▶ [WHAT YOU WILL DO]
Give an exact copy of the line that has "impl From<&str> for" and of every line below it, through the last, with nothing else.

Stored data
:::

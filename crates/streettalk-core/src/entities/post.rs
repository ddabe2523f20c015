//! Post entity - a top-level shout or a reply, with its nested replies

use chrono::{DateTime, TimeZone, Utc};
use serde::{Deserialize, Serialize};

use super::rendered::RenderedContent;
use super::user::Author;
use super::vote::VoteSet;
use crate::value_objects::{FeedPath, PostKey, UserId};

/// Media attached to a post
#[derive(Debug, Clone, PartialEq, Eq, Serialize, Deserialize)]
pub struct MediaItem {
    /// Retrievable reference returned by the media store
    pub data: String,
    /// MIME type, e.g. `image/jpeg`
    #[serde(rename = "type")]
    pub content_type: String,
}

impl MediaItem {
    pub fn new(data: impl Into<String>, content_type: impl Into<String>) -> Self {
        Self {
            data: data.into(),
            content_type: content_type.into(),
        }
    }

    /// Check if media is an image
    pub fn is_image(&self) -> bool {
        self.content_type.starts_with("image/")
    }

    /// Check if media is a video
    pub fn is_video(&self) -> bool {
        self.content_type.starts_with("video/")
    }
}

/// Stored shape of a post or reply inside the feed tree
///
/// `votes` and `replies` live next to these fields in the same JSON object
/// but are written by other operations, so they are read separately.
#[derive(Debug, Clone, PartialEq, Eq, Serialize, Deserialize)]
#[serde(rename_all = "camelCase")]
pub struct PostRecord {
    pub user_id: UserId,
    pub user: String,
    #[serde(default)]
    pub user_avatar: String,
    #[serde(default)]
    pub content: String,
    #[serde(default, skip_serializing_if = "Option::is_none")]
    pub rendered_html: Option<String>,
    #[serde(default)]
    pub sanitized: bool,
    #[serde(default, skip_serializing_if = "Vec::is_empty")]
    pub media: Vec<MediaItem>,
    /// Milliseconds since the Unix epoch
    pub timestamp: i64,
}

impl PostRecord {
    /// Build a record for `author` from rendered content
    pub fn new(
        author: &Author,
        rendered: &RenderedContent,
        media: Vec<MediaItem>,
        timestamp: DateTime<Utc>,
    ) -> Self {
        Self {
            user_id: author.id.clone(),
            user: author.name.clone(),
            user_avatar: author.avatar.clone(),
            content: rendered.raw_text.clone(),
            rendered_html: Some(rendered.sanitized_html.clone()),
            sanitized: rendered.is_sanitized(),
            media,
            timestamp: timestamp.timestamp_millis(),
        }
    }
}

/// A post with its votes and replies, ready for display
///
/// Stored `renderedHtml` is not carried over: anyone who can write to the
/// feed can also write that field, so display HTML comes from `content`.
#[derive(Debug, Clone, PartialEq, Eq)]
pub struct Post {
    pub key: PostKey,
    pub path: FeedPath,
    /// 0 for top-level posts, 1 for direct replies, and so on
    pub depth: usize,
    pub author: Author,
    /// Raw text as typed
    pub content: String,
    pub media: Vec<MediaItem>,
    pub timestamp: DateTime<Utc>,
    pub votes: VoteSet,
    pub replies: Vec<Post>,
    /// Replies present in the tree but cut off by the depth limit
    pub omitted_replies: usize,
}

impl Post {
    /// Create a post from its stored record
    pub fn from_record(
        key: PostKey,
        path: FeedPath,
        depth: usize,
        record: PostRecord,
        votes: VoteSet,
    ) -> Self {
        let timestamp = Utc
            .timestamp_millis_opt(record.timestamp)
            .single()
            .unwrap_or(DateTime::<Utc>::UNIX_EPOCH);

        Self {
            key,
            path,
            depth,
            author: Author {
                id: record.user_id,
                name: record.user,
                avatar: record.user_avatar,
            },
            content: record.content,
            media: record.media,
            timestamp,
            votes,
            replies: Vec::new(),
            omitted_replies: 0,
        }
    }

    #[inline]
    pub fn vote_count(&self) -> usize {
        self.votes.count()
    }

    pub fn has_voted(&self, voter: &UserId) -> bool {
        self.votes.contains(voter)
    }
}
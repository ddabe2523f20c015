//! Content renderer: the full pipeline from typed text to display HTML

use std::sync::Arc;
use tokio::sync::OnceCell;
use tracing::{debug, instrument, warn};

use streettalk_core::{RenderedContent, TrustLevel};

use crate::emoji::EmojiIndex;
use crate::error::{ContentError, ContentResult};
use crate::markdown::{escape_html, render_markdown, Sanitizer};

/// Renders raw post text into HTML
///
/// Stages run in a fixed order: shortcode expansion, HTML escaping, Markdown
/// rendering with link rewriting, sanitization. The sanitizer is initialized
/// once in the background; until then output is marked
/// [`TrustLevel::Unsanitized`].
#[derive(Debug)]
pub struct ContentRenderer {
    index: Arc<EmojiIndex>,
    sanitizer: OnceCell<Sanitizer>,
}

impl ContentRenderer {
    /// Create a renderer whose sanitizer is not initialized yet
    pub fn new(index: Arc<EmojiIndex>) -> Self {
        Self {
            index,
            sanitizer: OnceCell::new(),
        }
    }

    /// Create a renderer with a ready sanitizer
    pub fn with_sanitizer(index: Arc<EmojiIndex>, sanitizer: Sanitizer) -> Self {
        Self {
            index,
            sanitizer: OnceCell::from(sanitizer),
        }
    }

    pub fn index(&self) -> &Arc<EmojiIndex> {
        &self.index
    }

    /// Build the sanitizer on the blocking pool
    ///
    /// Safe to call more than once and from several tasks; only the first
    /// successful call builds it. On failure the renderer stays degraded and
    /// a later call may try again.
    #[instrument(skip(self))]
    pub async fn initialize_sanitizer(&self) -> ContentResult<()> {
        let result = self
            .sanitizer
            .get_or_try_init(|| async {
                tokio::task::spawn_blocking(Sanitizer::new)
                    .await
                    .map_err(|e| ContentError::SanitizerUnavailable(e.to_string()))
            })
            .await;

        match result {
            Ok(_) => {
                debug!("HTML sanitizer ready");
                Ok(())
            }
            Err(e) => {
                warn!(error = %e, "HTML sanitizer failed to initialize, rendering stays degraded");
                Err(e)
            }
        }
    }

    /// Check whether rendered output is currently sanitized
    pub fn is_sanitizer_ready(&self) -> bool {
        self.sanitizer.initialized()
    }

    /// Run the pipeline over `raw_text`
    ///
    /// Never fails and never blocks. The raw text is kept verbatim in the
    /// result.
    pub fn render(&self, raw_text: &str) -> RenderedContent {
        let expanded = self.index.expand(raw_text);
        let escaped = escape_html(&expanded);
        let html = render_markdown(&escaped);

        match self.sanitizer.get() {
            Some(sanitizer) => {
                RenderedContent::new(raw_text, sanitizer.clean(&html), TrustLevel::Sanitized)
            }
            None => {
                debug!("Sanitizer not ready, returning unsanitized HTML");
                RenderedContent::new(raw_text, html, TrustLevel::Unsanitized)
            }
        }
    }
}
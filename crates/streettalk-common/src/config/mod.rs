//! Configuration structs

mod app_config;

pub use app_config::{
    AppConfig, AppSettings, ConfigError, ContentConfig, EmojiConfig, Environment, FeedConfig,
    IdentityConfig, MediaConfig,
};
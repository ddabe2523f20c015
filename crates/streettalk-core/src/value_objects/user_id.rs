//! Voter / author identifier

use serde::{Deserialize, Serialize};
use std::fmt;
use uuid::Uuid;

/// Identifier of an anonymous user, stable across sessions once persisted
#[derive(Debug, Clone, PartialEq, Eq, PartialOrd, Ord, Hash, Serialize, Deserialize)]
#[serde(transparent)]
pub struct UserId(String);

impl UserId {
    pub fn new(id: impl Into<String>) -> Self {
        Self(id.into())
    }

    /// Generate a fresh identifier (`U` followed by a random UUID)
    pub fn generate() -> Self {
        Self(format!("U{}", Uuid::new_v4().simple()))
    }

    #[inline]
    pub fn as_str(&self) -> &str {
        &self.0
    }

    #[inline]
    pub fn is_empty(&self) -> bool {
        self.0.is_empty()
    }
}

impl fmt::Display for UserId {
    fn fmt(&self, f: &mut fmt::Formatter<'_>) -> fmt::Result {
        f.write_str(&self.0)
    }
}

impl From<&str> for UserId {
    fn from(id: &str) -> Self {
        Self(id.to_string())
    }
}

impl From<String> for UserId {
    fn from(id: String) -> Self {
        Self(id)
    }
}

:::

▶ [SOLUTION BELOW]
impl From<&str> for UserId {
    fn from(id: &str) -> Self {
        Self(id.to_string())
    }
}

impl From<String> for UserId {
    fn from(id: String) -> Self {
        Self(id)
    }
}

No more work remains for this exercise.